What is needed »
Output the material exactly, line by line.

-.-.-

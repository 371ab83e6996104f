//! Admission scoring.
//!
//! Each scheduling pass scores every session with queued work and admits from
//! the top. The default blends class weight, available credits, staleness and
//! queue depth; deployments with different priorities swap in their own
//! [`ScoreFn`].

use std::sync::Arc;

use crate::session::{Candidate, PriorityClass};

/// Scoring hook. Higher scores are admitted first.
pub type ScoreFn = Arc<dyn Fn(&Candidate) -> f64 + Send + Sync>;

const WEIGHT_INTERACTIVE: f64 = 100.0;
const WEIGHT_OPERATIONAL: f64 = 50.0;
const WEIGHT_MAINTENANCE: f64 = 10.0;

/// Cap on the staleness contribution, in seconds.
const STALENESS_CAP_SECS: f64 = 60.0;

/// Each queued event adds 5 points, capped at 50.
const QUEUE_DEPTH_POINTS: f64 = 5.0;
const QUEUE_DEPTH_CAP: f64 = 50.0;

pub fn class_weight(class: PriorityClass) -> f64 {
    match class {
        PriorityClass::Interactive => WEIGHT_INTERACTIVE,
        PriorityClass::Operational => WEIGHT_OPERATIONAL,
        PriorityClass::Maintenance => WEIGHT_MAINTENANCE,
    }
}

/// Default admission score.
pub fn default_score(candidate: &Candidate) -> f64 {
    class_weight(candidate.priority_class)
        + candidate.credits
        + candidate.staleness_secs.min(STALENESS_CAP_SECS)
        + (candidate.queue_depth as f64 * QUEUE_DEPTH_POINTS).min(QUEUE_DEPTH_CAP)
}

/// The default score as a [`ScoreFn`].
pub fn default_score_fn() -> ScoreFn {
    Arc::new(default_score)
}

-.-.-

Output of the exercise »
repository 371ab83e6996104f
//! Admission scoring.
//!
//! Each scheduling pass scores every session with queued work and admits from
//! the top. The default blends class weight, available credits, staleness and
//! queue depth; deployments with different priorities swap in their own
//! [`ScoreFn`].

use std::sync::Arc;

use crate::session::{Candidate, PriorityClass};

/// Scoring hook. Higher scores are admitted first.
pub type ScoreFn = Arc<dyn Fn(&Candidate) -> f64 + Send + Sync>;

const WEIGHT_INTERACTIVE: f64 = 100.0;
const WEIGHT_OPERATIONAL: f64 = 50.0;
const WEIGHT_MAINTENANCE: f64 = 10.0;

/// Cap on the staleness contribution, in seconds.
const STALENESS_CAP_SECS: f64 = 60.0;

/// Each queued event adds 5 points, capped at 50.
const QUEUE_DEPTH_POINTS: f64 = 5.0;
const QUEUE_DEPTH_CAP: f64 = 50.0;

pub fn class_weight(class: PriorityClass) -> f64 {
    match class {
        PriorityClass::Interactive => WEIGHT_INTERACTIVE,
        PriorityClass::Operational => WEIGHT_OPERATIONAL,
        PriorityClass::Maintenance => WEIGHT_MAINTENANCE,
    }
}

/// Default admission score.
pub fn default_score(candidate: &Candidate) -> f64 {
    class_weight(candidate.priority_class)
        + candidate.credits
        + candidate.staleness_secs.min(STALENESS_CAP_SECS)
        + (candidate.queue_depth as f64 * QUEUE_DEPTH_POINTS).min(QUEUE_DEPTH_CAP)
}

/// The default score as a [`ScoreFn`].
pub fn default_score_fn() -> ScoreFn {
    Arc::new(default_score)
}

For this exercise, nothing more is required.